# Fawns



## Kenlow1 (Jul 14, 2012)

My son saw the first fawn last week in his neighbors yard. It had to have just been born as it had wobbly legs and laid down right in their front yard landscaping. I guess the neighbor went out to the mail box to get mail and got too close to Bambi and momma got up on her back legs and chased the neighbor back into house. Usually see majority of fawns last week of May to first week of June. (First hay cutting)


----------



## PromiseKeeper (Apr 14, 2004)

Too bad we didnt get to see a video of that!


----------



## FISHIN 2 (Jun 22, 2005)

Saw a couple big does in town hangin around wooded area in back yard, probly lookin for a quiet bed..


----------



## Muddy (May 7, 2017)

I saw a doe with a fawn last night. The doe was licking the fawns rear end to remove scent.


----------



## mrb1 (Apr 12, 2009)

Years ago while wading The Great Miami river. I put the camera away and the little thing almost came up and licked my hand. No mom in sight. Not too far from I-75. Thinking the worst happened.


----------



## G-Patt (Sep 3, 2013)

Saw several does in fields in the early morning hours on Sunday. I don't normally see them in these particular fields until about now when they drop fawns. I had a similar experience that mrb1 had several years ago. Poor thing was crying for momma, but she was nowhere to be found. I moved away thinking the doe was somewhere close but didn't want to be close to me. Hopefully the little guy reunited with her. He's probably a 165" brute by now.


----------



## ironman172 (Apr 12, 2009)

Neighbors got twins in her back yard ..... guess the doe ate the after birth from what they said..... guess to remove smell attracting predators..... they do better every day (one was having slight issues )


----------



## the weav (Mar 22, 2007)

I cringe every time I hear the coyotes at night


----------



## talltim (Jul 25, 2008)

Was checking a wet spot behind our pond today to see if I could mow it yet, and came across this little one. Tiny little thing.


----------



## M.Magis (Apr 5, 2004)

Sort of hate mowing hay this time of year. I try to pick fields with the least chance of hitting one, but its a crap shoot. Within a couple of weeks they’ll get up and run, but at this age they never move. I never see them until the buzzards show up, usually before I’m even done mowing.


----------



## bobk (Apr 30, 2004)

Momma came in with a single junior for a drink. Cell phone doesn’t take the best picture from the garage. Just glad to see a fawn.


----------



## Kenlow1 (Jul 14, 2012)

That's a nice looking pond you have there Bob! Bass & bluegill? Any crappie in pond? Did you dig it yourself?


----------



## Kenlow1 (Jul 14, 2012)

Did my good deed today. Driving to work and about 50 yds ahead noticed something at the edge of the road, initially thought a small dog got hit but when I got 15 yds from it noticed it was a fawn. Wasn’t moving as I went past and told the wife I think it was hit and I am going back to move it off the road. Turned around and pulled over and put emergency flashers on and when I got about 10 ft away noticed it was breathing. I still couldn’t see the opposite side and figured it had been hit by a car? I got about 3-4 ft from it and it got up and then fell back down. It got up the second time and stumbled a little and then ran off towards the woods that were 75 yds away. I guess it was fine and no sign of any injury. Glad to get it off road. I am sure mamma was close by? It had to have been just born. Couldn’t get a pic as I originally thought it was hit by a car.


----------



## bobk (Apr 30, 2004)

Kenlow1 said:


> That's a nice looking pond you have there Bob! Bass & bluegill? Any crappie in pond? Did you dig it yourself?
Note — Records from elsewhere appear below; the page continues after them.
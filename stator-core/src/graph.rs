//! State graph definitions
//!
//! A [`StateGraph`] declares, for one entity type, every state an entity can
//! be in, the edges between states and the handler that runs in each state.
//! Graphs are validated once when built and are read-only afterwards.
//!
//! # Example
//!
//! ```
//! use stator_core::graph::{StateDef, StateGraph};
//! use stator_core::handler::{handler_fn, Transition};
//!
//! let graph = StateGraph::builder("identity")
//!     .initial("outdated")
//!     .state(
//!         StateDef::new("outdated")
//!             .transitions_to(["updated"])
//!             .handler(handler_fn(|_| async { Ok(Transition::to("updated")) })),
//!     )
//!     .state(StateDef::terminal("updated").manual_to(["outdated"]))
//!     .build()
//!     .expect("valid graph");
//!
//! assert!(graph.can_transition(&"outdated".into(), &"updated".into()));
//! assert!(graph.can_force(&"updated".into(), &"outdated".into()));
//! ```

use crate::entity::{EntityType, StateName};
use crate::handler::TransitionHandler;
use crate::retry::RetryPolicy;
use crate::{Error, Result};
use std::collections::{BTreeMap, BTreeSet};
use std::fmt;
use std::sync::Arc;
use std::time::Duration;

/// Default bound on a single handler invocation
pub const DEFAULT_HANDLER_TIMEOUT: Duration = Duration::from_secs(30);

/// Move an entity out of a state once it has been there long enough
#[derive(Debug, Clone, PartialEq, Eq)]
pub struct StateTimeout {
    pub after: Duration,
    pub target: StateName,
}

/// Declaration of one state in a graph
#[derive(Clone)]
pub struct StateDef {
    name: StateName,
    transitions: BTreeSet<StateName>,
    manual_transitions: BTreeSet<StateName>,
    handler: Option<Arc<dyn TransitionHandler>>,
    terminal: bool,
    externally_progressed: bool,
    timeout: Option<StateTimeout>,
    retry: Option<RetryPolicy>,
}

impl StateDef {
    /// Declare a non-terminal state
    pub fn new(name: impl Into<StateName>) -> Self {
        Self {
            name: name.into(),
            transitions: BTreeSet::new(),
            manual_transitions: BTreeSet::new(),
            handler: None,
            terminal: false,
            externally_progressed: false,
            timeout: None,
            retry: None,
        }
    }

    /// Declare a terminal state (no automatic outgoing transitions, never polled)
    pub fn terminal(name: impl Into<StateName>) -> Self {
        let mut def = Self::new(name);
        def.terminal = true;
        def
    }

    /// States the handler may advance to
    pub fn transitions_to<I, S>(mut self, states: I) -> Self
    where
        I: IntoIterator<Item = S>,
        S: Into<StateName>,
    {
        self.transitions.extend(states.into_iter().map(Into::into));
        self
    }

    /// Extra states only an operator may force the entity into
    pub fn manual_to<I, S>(mut self, states: I) -> Self
    where
        I: IntoIterator<Item = S>,
        S: Into<StateName>,
    {
        self.manual_transitions
            .extend(states.into_iter().map(Into::into));
        self
    }

    /// Bind the handler run while an entity sits in this state
    pub fn handler(self, handler: impl TransitionHandler + 'static) -> Self {
        self.handler_arc(Arc::new(handler))
    }

    /// Bind a shared handler
    pub fn handler_arc(mut self, handler: Arc<dyn TransitionHandler>) -> Self {
        self.handler = Some(handler);
        self
    }

    /// The state is advanced by something outside the engine and is not
    /// polled unless it carries a timeout
    pub fn externally_progressed(mut self) -> Self {
        self.externally_progressed = true;
        self
    }

    /// Move to `target` once the entity has been in this state for `after`
    pub fn timeout_after(mut self, after: Duration, target: impl Into<StateName>) -> Self {
        self.timeout = Some(StateTimeout {
            after,
            target: target.into(),
        });
        self
    }

    /// Override the graph's default retry policy for this state
    pub fn retry(mut self, policy: RetryPolicy) -> Self {
        self.retry = Some(policy);
        self
    }

    pub fn name(&self) -> &StateName {
        &self.name
    }

    pub fn transitions(&self) -> &BTreeSet<StateName> {
        &self.transitions
    }

    pub fn manual_transitions(&self) -> &BTreeSet<StateName> {
        &self.manual_transitions
    }

    pub fn handler_ref(&self) -> Option<&Arc<dyn TransitionHandler>> {
        self.handler.as_ref()
    }

    pub fn is_terminal(&self) -> bool {
        self.terminal
    }

    pub fn is_externally_progressed(&self) -> bool {
        self.externally_progressed
    }

    pub fn timeout(&self) -> Option<&StateTimeout> {
        self.timeout.as_ref()
    }

    pub fn retry_override(&self) -> Option<&RetryPolicy> {
        self.retry.as_ref()
    }

    /// Whether the scheduler ever polls entities in this state
    pub fn is_schedulable(&self) -> bool {
        !self.terminal && (!self.externally_progressed || self.timeout.is_some())
    }
}

impl fmt::Debug for StateDef {
    fn fmt(&self, f: &mut fmt::Formatter<'_>) -> fmt::Result {
        f.debug_struct("StateDef")
            .field("name", &self.name)
            .field("transitions", &self.transitions)
            .field("manual_transitions", &self.manual_transitions)
            .field("has_handler", &self.handler.is_some())
            .field("terminal", &self.terminal)
            .field("externally_progressed", &self.externally_progressed)
            .field("timeout", &self.timeout)
            .field("retry", &self.retry)
            .finish()
    }
}

/// Immutable state graph for one entity type
#[derive(Debug, Clone)]
pub struct StateGraph {
    entity_type: EntityType,
    initial: StateName,
    states: BTreeMap<StateName, StateDef>,
    default_retry: RetryPolicy,
    handler_timeout: Duration,
}

impl StateGraph {
    /// Start declaring a graph for `entity_type`
    pub fn builder(entity_type: impl Into<EntityType>) -> StateGraphBuilder {
        StateGraphBuilder::new(entity_type)
    }

    pub fn entity_type(&self) -> &EntityType {
        &self.entity_type
    }

    /// State new entities are created in
    pub fn initial(&self) -> &StateName {
        &self.initial
    }

    pub fn state(&self, name: &StateName) -> Option<&StateDef> {
        self.states.get(name)
    }

    /// Look up a state, failing if it is not declared in this graph
    pub fn require_state(&self, name: &StateName) -> Result<&StateDef> {
        self.states.get(name).ok_or_else(|| Error::UnknownState {
            entity_type: self.entity_type.to_string(),
            state: name.to_string(),
        })
    }

    pub fn contains(&self, name: &StateName) -> bool {
        self.states.contains_key(name)
    }

    pub fn states(&self) -> impl Iterator<Item = &StateDef> {
        self.states.values()
    }

    pub fn state_names(&self) -> impl Iterator<Item = &StateName> {
        self.states.keys()
    }

    /// Whether a handler may move an entity from `from` to `to`
    pub fn can_transition(&self, from: &StateName, to: &StateName) -> bool {
        self.states
            .get(from)
            .is_some_and(|def| def.transitions.contains(to))
    }

    /// Whether an operator may force an entity from `from` to `to`.
    ///
    /// Allows automatic edges, manual edges and resetting into the current
    /// state.
    pub fn can_force(&self, from: &StateName, to: &StateName) -> bool {
        if !self.contains(to) {
            return false;
        }
        match self.states.get(from) {
            Some(def) => {
                from == to || def.transitions.contains(to) || def.manual_transitions.contains(to)
            }
            None => false,
        }
    }

    /// Retry policy in effect for `state`
    pub fn retry_policy(&self, state: &StateName) -> &RetryPolicy {
        self.states
            .get(state)
            .and_then(|def| def.retry.as_ref())
            .unwrap_or(&self.default_retry)
    }

    pub fn default_retry(&self) -> &RetryPolicy {
        &self.default_retry
    }

    /// Bound on a single handler invocation for this entity type
    pub fn handler_timeout(&self) -> Duration {
        self.handler_timeout
    }

    /// States the scheduler polls
    pub fn schedulable_states(&self) -> impl Iterator<Item = &StateDef> {
        self.states.values().filter(|def| def.is_schedulable())
    }

    pub fn is_terminal(&self, state: &StateName) -> bool {
        self.states.get(state).is_some_and(|def| def.terminal)
    }
}

/// Builder for [`StateGraph`]
pub struct StateGraphBuilder {
    entity_type: EntityType,
    initial: Option<StateName>,
    states: Vec<StateDef>,
    default_retry: RetryPolicy,
    handler_timeout: Duration,
}

impl StateGraphBuilder {
    pub fn new(entity_type: impl Into<EntityType>) -> Self {
        Self {
            entity_type: entity_type.into(),
            initial: None,
            states: Vec::new(),
            default_retry: RetryPolicy::default(),
            handler_timeout: DEFAULT_HANDLER_TIMEOUT,
        }
    }

    /// Set the state new entities start in
    pub fn initial(mut self, state: impl Into<StateName>) -> Self {
        self.initial = Some(state.into());
        self
    }

    /// Declare a state
    pub fn state(mut self, def: StateDef) -> Self {
        self.states.push(def);
        self
    }

    /// Retry policy for states without their own
    pub fn default_retry(mut self, policy: RetryPolicy) -> Self {
        self.default_retry = policy;
        self
    }

    /// Bound on a single handler invocation
    pub fn handler_timeout(mut self, timeout: Duration) -> Self {
        self.handler_timeout = timeout;
        self
    }

    /// Validate and freeze the graph
    pub fn build(self) -> Result<StateGraph> {
        let entity_type = self.entity_type;
        let config_err =
            |msg: String| Error::Configuration(format!("graph '{}': {}", entity_type, msg));

        let mut states: BTreeMap<StateName, StateDef> = BTreeMap::new();
        for def in self.states {
            if states.contains_key(&def.name) {
                return Err(config_err(format!("state '{}' declared twice", def.name)));
            }
            states.insert(def.name.clone(), def);
        }

        if states.is_empty() {
            return Err(config_err("no states declared".to_string()));
        }

        let initial = self
            .initial
            .ok_or_else(|| config_err("no initial state".to_string()))?;
        if !states.contains_key(&initial) {
            return Err(config_err(format!(
                "initial state '{}' is not declared",
                initial
            )));
        }

        self.default_retry
            .validate()
            .map_err(|e| config_err(format!("default retry policy: {}", e)))?;

        if self.handler_timeout.is_zero() {
            return Err(config_err("handler timeout must be > 0".to_string()));
        }

        for def in states.values() {
            let edges = def.transitions.iter().chain(def.manual_transitions.iter());
            for target in edges {
                if !states.contains_key(target) {
                    return Err(config_err(format!(
                        "state '{}' references undeclared state '{}'",
                        def.name, target
                    )));
                }
            }

            if let Some(policy) = &def.retry {
                policy
                    .validate()
                    .map_err(|e| config_err(format!("state '{}' retry policy: {}", def.name, e)))?;
            }

            if def.terminal {
                if !def.transitions.is_empty() {
                    return Err(config_err(format!(
                        "terminal state '{}' has automatic transitions",
                        def.name
                    )));
                }
                if def.handler.is_some() {
                    return Err(config_err(format!(
                        "terminal state '{}' has a handler",
                        def.name
                    )));
                }
                if def.timeout.is_some() {
                    return Err(config_err(format!(
                        "terminal state '{}' has a timeout",
                        def.name
                    )));
                }
                continue;
            }

            if def.transitions.is_empty() {
                return Err(config_err(format!(
                    "non-terminal state '{}' has no transitions",
                    def.name
                )));
            }

            if def.handler.is_none() && !def.externally_progressed {
                return Err(config_err(format!(
                    "non-terminal state '{}' has no handler",
                    def.name
                )));
            }

            if let Some(timeout) = &def.timeout {
                if timeout.after.is_zero() {
                    return Err(config_err(format!(
                        "state '{}' timeout must be > 0",
                        def.name
                    )));
                }
                if !def.transitions.contains(&timeout.target) {
                    return Err(config_err(format!(
                        "state '{}' timeout target '{}' is not one of its transitions",
                        def.name, timeout.target
                    )));
                }
            }
        }

        Ok(StateGraph {
            entity_type,
            initial,
            states,
            default_retry: self.default_retry,
            handler_timeout: self.handler_timeout,
        })
    }
}
//! Identity lifecycle: remote actors are refetched when outdated
//!
//! ```text
//! outdated --fetch--> updated --(refresh interval)--> outdated
//! ```

use crate::collaborators::{ActorFetch, ActorFetcher};
use crate::FederationConfig;
use async_trait::async_trait;
use stator_core::{EntityRecord, Result, StateDef, StateGraph, Transition, TransitionHandler};
use std::sync::Arc;

pub const ENTITY_TYPE: &str = "identity";
pub const OUTDATED: &str = "outdated";
pub const UPDATED: &str = "updated";

/// Refetch the actor document
pub struct FetchActor {
    fetcher: Arc<dyn ActorFetcher>,
}

#[async_trait]
impl TransitionHandler for FetchActor {
    async fn handle(&self, entity: &EntityRecord) -> anyhow::Result<Transition> {
        match self.fetcher.fetch_actor(entity.entity.id).await? {
            ActorFetch::Updated => Ok(Transition::to(UPDATED)),
            ActorFetch::Gone => Ok(Transition::fail("actor no longer exists on its server")),
        }
    }
}

pub fn graph(fetcher: Arc<dyn ActorFetcher>, config: &FederationConfig) -> Result<StateGraph> {
    StateGraph::builder(ENTITY_TYPE)
        .handler_timeout(config.handler_timeout)
        .initial(OUTDATED)
        .state(
            StateDef::new(OUTDATED)
                .transitions_to([UPDATED])
                .handler(FetchActor { fetcher }),
        )
        .state(
            StateDef::new(UPDATED)
                .transitions_to([OUTDATED])
                .externally_progressed()
                .timeout_after(config.identity_refresh, OUTDATED),
        )
        .build()
}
It was here when we bought the land in 93. It’s got bass and bluegills. I think there is still one crappie alive. Was caught this spring. I put about 8 in over 15 years ago. I try to keep them well fed.


----------



## meats52 (Jul 23, 2014)

I've been seeing this fawn and her mom for a few weeks now. They finally stayed still long enough for me to get a picture.


----------



## Uglystix (Mar 3, 2006)

Nice! I have had a doe drop fawns in my backyard for 3 years in a row now. What’s up with the fawns leg? Could just be a digital anomaly but looks like it’s white.


----------



## jdl447 (May 16, 2018)

I see a group of does out in a field near me about every day. Have yet to see a fawn this year.
Maybe no bucks around here last fall.


----------



## Junebug2320 (Apr 23, 2010)

I had a doe and two fawns a few weeks ago. Now only one fawn. No other fawns which is suprising because there are a ton of deer with no antlers.  I have one series of pics with a single coyote. 


Sent from my iPhone using Tapatalk


----------



## meats52 (Jul 23, 2014)

Uglystix said:


> Nice! I have had a doe drop fawns in my backyard for 3 years in a row now. What’s up with the fawns leg? Could just be a digital anomaly but looks like it’s white.


I'm not sure why the picture came out like that but there was no white on the leg.


----------



## G-Patt (Sep 3, 2013)

I've seen quite a few fawn tracks in the woods I hike. Haven't actually seen the little boogers making those tracks, but looks like quite a few of them running around.


----------



## TM-1 (Mar 10, 2012)

I have seen them a couple times but couldn't get a good picture of them.


----------



## Kenlow1 (Jul 14, 2012)

Wow triplets! What county?


----------



## bobk (Apr 30, 2004)

Had a nosy fawn this morning. Momma finally called her back to the woods.


----------



## TM-1 (Mar 10, 2012)

Columbiana. Had a set of triplets running around last year too.


----------



## Moo Juice (Jan 20, 2021)

We have a set of triplets in our yard, too. I have a new alfalfa seeding across the street that they have been living in all summer. Momma Lay's with them right in the neighbor's yard. Our road is fairly busy and I can't believe I haven't had to pick one of them up yet. Wife finally got a good picture of them yesterday.


----------



## Kenlow1 (Jul 14, 2012)

Nice pic of the triplets! Are they at a mineral site or getting water at depression in ground?


----------



## Moo Juice (Jan 20, 2021)

That's a puddle in my driveway where I back my truck up to turn around.


----------



## Kenlow1 (Jul 14, 2012)

Moo-what county are you in? Stark?


----------



## Moo Juice (Jan 20, 2021)

Kenlow1 said:


> Moo-what county are you in? Stark?


You got it.


----------



## Kenlow1 (Jul 14, 2012)

We must be cousins!


----------



## Moo Juice (Jan 20, 2021)

Kenlow1 said:


> We must be cousins!


How so?


----------